Keep every line in which "older" occurs and drop the rest of the data.

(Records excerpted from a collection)
__________

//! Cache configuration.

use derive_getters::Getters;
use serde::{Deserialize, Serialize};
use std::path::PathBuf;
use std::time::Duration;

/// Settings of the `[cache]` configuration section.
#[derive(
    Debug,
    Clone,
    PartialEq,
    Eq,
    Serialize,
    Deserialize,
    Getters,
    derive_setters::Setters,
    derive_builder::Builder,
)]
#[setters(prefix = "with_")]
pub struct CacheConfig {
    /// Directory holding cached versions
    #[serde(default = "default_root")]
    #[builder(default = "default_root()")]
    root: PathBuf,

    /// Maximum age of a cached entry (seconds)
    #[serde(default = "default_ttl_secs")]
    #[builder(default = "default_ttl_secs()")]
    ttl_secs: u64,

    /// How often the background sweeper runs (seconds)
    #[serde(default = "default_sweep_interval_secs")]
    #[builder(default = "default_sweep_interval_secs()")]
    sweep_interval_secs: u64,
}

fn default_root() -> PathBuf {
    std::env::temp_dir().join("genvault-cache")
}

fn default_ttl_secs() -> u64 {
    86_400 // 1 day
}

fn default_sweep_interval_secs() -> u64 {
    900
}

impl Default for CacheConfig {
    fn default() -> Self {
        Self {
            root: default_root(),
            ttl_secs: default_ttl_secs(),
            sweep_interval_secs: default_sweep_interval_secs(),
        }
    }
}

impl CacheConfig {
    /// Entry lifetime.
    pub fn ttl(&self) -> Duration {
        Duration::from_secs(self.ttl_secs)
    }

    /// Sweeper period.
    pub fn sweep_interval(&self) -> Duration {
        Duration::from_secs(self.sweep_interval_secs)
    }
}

__________

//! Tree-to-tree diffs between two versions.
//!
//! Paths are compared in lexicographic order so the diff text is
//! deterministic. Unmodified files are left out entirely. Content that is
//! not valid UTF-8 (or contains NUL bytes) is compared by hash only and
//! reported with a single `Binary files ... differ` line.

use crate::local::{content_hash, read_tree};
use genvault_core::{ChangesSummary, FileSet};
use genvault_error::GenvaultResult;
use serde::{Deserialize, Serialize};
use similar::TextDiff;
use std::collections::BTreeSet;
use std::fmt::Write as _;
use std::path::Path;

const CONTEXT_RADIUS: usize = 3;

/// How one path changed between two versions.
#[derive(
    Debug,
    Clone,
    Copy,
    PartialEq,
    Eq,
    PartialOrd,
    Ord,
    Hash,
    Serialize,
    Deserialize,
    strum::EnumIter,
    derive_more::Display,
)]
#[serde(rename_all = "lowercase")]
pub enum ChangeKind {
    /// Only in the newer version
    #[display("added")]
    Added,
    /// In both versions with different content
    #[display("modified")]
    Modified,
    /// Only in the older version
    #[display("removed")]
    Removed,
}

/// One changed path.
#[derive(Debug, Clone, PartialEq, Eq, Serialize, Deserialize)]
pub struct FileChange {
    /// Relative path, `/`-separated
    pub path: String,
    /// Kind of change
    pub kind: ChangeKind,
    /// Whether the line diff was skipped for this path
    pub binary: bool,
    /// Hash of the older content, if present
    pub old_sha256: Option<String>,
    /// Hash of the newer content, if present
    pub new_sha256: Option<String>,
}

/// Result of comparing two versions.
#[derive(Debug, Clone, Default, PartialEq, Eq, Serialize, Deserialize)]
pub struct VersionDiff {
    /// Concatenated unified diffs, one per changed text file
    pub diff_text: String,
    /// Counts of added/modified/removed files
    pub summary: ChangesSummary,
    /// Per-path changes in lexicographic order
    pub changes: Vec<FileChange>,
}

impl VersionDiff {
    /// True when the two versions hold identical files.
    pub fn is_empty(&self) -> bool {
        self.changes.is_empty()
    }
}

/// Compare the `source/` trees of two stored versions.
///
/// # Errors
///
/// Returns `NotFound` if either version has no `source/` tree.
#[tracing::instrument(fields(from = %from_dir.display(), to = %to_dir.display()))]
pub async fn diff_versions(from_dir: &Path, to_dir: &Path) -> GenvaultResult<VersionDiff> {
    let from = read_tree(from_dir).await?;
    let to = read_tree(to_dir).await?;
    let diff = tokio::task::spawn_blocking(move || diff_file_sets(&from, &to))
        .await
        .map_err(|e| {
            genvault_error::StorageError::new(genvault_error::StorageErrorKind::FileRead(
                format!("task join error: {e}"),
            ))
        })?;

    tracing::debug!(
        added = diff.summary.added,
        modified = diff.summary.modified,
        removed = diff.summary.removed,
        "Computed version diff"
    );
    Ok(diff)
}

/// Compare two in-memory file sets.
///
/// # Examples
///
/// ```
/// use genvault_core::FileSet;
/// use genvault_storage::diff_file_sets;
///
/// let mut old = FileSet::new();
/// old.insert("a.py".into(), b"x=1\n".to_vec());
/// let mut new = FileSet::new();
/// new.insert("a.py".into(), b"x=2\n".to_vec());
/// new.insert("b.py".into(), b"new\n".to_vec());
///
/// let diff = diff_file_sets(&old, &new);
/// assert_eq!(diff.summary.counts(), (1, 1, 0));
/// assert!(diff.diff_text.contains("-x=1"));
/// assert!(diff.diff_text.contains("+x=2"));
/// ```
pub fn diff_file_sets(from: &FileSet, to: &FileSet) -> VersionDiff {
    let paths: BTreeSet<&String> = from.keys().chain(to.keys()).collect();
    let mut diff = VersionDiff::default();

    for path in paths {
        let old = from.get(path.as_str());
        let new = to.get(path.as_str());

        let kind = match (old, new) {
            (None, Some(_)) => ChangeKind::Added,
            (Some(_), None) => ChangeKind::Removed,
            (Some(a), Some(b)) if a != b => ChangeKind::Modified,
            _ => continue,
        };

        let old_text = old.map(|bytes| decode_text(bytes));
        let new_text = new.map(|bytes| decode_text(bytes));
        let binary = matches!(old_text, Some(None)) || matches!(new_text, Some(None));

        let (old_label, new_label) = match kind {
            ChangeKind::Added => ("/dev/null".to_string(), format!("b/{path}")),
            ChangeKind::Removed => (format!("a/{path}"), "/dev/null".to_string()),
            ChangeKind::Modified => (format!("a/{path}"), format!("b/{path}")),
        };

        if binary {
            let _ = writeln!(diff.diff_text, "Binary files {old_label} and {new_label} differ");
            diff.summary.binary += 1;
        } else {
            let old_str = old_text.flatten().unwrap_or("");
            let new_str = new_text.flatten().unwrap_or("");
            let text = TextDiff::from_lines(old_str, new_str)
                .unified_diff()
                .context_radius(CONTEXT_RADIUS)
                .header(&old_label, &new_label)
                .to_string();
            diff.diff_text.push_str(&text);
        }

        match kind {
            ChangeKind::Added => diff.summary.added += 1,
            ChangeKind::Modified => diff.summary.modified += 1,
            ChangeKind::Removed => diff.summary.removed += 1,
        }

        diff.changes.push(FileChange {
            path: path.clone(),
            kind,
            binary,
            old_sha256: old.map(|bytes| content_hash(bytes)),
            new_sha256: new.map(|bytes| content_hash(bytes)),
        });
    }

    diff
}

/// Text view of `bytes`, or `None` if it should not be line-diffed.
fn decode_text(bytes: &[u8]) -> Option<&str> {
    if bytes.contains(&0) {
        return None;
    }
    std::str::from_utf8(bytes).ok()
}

__________

■ **ANSWER TO THIS PROBLEM**
    /// Only in the older version
    /// Hash of the older content, if present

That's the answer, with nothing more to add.